— WORK TO COMPLETE —
Taking the records below, count the lines in which "find" appears and supply only the count.

(EXTRACTED MATERIAL begins)

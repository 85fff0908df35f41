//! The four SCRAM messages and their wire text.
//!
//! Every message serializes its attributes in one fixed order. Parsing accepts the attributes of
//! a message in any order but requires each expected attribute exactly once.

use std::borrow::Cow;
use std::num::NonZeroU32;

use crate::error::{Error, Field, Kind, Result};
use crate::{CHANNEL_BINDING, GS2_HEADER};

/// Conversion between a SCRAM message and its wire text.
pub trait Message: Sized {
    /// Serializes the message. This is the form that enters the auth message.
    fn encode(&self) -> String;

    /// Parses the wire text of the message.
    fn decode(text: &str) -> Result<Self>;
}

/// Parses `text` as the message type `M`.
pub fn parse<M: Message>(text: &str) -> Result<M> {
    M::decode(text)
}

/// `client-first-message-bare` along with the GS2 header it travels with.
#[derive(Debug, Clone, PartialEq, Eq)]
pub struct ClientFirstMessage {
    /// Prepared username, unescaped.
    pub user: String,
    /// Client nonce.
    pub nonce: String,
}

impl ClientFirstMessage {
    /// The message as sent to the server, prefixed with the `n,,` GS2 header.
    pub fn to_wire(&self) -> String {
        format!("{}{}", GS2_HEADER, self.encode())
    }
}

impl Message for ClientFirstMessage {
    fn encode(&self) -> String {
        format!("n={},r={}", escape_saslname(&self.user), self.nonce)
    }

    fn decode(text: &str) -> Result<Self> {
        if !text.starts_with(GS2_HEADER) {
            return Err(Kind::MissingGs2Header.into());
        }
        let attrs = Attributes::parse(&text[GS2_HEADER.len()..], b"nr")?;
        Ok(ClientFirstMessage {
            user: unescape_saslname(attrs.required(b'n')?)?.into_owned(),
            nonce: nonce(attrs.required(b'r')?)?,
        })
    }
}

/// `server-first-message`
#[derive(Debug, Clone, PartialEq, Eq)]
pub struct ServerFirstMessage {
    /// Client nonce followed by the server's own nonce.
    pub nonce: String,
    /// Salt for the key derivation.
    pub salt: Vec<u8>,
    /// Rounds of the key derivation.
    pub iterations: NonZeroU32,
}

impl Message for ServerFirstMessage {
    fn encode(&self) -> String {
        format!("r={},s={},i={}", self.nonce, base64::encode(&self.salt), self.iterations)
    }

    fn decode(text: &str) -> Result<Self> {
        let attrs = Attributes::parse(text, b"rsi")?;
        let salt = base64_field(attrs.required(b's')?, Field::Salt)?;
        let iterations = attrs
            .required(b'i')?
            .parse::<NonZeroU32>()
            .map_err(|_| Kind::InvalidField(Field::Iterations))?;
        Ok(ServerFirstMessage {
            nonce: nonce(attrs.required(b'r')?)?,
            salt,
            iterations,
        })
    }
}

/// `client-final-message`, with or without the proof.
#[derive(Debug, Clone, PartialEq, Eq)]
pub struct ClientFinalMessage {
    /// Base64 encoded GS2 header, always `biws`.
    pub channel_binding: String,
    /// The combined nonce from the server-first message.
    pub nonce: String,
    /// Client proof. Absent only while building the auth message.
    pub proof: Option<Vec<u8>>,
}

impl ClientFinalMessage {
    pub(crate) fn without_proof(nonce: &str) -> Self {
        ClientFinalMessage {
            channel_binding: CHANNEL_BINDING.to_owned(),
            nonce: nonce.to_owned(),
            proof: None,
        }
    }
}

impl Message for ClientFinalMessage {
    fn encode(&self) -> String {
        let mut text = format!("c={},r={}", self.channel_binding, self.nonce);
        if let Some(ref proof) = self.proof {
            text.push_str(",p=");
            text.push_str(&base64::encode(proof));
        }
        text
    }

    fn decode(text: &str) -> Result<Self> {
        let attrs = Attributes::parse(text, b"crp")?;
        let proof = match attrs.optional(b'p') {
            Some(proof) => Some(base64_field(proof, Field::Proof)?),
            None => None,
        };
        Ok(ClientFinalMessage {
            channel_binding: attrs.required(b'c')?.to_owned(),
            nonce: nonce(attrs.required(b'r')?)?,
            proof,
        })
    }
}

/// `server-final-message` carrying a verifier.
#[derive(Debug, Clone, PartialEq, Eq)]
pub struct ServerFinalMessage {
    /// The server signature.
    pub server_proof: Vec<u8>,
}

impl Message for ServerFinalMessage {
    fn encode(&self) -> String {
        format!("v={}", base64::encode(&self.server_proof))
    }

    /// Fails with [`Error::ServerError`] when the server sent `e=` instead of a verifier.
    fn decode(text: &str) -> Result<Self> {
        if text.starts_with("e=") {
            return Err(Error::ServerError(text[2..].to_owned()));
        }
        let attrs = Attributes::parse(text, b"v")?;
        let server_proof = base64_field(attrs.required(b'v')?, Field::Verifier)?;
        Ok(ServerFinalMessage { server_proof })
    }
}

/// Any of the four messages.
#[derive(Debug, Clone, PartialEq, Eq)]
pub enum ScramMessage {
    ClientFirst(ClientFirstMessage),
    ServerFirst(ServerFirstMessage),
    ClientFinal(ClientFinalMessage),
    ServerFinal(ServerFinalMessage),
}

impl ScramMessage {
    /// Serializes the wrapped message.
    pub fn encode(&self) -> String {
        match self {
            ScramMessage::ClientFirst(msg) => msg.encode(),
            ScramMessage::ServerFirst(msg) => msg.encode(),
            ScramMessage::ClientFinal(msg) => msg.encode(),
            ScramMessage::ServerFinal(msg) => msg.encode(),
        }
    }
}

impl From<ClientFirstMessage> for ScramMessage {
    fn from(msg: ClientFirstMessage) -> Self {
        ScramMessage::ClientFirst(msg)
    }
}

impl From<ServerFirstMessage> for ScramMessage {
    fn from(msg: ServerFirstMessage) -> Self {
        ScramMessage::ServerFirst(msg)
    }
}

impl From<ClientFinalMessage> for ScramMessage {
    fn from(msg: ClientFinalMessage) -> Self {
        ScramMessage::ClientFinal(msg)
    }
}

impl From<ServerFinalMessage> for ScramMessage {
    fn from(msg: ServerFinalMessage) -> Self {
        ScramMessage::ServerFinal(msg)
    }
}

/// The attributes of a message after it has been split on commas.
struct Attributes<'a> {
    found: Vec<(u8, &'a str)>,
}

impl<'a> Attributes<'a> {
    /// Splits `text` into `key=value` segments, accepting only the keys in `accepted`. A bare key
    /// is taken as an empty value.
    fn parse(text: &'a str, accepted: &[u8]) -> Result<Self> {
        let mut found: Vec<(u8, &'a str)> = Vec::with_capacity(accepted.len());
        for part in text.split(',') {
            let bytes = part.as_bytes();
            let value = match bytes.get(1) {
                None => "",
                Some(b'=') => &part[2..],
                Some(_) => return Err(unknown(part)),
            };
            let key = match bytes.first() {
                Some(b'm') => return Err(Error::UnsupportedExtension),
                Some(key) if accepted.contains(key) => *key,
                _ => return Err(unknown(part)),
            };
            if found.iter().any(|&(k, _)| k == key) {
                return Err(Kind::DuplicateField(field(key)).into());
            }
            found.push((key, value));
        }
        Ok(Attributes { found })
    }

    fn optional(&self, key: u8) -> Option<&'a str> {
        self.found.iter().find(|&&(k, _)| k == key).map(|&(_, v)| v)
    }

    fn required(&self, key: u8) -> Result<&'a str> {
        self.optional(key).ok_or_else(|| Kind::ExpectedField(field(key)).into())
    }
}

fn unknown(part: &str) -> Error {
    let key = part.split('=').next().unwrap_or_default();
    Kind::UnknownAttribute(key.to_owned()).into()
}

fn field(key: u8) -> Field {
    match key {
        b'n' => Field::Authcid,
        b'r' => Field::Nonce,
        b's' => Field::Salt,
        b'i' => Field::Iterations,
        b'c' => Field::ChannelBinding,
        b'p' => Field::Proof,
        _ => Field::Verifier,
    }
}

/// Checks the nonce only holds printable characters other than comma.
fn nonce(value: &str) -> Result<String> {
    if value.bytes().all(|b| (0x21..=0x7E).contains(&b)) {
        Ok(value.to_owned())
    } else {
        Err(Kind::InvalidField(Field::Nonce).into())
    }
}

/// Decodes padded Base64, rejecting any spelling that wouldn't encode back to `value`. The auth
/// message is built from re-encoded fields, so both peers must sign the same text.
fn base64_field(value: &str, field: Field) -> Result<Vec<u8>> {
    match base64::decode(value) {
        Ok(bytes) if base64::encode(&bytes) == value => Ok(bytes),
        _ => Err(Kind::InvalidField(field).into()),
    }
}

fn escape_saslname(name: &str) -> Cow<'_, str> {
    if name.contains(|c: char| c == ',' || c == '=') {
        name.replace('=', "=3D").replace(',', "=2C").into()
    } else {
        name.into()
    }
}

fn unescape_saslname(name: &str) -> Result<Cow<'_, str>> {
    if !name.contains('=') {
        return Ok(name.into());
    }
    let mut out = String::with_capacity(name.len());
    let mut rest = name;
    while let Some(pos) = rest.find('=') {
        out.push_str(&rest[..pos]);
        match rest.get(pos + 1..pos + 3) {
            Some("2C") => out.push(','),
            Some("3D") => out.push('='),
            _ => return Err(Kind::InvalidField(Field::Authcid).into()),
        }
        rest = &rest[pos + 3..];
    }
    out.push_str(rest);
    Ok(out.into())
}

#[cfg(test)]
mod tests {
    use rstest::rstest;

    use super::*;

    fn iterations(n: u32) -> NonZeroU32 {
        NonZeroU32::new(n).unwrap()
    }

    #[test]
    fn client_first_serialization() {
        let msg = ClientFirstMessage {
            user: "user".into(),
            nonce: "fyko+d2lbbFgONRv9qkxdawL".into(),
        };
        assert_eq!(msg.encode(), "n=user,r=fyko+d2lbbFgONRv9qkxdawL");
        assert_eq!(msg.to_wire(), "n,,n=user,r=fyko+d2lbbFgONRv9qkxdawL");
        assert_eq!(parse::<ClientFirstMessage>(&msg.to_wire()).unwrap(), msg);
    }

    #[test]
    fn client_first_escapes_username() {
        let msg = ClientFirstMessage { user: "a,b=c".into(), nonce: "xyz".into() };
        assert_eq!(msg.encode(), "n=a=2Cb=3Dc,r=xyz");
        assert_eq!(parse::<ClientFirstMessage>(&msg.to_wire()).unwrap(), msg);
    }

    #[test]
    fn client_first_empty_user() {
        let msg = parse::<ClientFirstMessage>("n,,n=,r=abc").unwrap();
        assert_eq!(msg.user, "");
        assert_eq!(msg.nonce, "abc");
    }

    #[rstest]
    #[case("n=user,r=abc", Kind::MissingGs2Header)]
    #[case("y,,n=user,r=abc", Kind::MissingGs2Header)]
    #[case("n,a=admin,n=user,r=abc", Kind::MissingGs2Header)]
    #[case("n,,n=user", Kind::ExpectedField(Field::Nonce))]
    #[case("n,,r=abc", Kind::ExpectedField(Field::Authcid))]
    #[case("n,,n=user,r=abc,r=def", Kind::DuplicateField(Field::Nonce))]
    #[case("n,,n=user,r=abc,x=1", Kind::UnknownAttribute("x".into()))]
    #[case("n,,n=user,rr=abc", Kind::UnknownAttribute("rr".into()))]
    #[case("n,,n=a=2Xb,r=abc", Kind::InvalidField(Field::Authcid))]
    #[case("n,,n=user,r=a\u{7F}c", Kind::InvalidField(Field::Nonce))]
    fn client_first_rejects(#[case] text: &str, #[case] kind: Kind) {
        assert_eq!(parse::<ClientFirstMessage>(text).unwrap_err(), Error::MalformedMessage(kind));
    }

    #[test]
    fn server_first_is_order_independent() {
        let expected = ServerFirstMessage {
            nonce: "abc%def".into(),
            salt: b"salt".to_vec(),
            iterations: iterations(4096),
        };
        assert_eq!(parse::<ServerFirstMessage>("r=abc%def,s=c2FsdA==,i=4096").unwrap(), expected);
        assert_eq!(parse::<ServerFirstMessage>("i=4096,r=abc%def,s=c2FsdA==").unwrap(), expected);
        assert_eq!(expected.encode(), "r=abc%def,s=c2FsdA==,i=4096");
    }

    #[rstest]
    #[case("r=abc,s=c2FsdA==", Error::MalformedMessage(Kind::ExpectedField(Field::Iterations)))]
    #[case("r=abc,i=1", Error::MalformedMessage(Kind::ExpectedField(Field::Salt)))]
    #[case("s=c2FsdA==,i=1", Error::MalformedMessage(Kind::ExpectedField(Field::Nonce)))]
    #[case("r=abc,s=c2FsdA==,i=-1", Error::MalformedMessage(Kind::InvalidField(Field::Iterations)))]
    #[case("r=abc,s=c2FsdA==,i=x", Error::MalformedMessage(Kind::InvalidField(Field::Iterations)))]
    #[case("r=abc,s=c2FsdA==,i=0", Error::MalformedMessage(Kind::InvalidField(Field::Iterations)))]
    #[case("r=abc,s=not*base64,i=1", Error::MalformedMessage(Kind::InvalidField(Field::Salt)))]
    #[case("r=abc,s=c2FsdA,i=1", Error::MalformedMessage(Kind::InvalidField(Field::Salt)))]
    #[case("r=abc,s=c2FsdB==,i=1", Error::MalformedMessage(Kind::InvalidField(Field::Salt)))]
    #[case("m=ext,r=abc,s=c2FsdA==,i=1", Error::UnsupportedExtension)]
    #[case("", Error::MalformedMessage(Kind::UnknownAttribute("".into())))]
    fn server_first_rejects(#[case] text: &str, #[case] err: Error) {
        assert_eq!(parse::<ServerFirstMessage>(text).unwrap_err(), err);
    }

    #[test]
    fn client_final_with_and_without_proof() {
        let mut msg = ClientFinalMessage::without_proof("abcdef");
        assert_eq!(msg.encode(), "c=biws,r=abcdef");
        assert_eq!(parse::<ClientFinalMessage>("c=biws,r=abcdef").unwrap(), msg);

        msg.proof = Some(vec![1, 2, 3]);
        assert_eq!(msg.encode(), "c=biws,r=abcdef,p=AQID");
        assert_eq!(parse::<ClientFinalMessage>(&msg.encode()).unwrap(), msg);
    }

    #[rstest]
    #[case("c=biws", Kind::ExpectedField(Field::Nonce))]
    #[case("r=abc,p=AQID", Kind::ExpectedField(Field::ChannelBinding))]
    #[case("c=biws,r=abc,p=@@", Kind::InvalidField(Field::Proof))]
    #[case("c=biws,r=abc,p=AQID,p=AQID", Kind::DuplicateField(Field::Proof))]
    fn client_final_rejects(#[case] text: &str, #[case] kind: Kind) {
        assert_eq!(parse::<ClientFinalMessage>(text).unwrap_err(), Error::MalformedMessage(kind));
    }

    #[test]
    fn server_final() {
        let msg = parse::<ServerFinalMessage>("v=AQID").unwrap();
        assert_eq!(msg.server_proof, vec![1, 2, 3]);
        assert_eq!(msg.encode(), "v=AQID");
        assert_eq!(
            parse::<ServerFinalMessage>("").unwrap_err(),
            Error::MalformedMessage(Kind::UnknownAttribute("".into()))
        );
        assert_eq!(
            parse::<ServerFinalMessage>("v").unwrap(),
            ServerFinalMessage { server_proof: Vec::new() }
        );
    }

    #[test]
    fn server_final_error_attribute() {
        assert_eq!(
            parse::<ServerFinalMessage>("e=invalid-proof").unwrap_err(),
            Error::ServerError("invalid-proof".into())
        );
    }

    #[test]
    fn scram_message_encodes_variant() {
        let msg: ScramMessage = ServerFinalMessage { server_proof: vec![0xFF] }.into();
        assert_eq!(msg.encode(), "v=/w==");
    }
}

(EXTRACTED MATERIAL ends)

— RESPONSE AREA —
2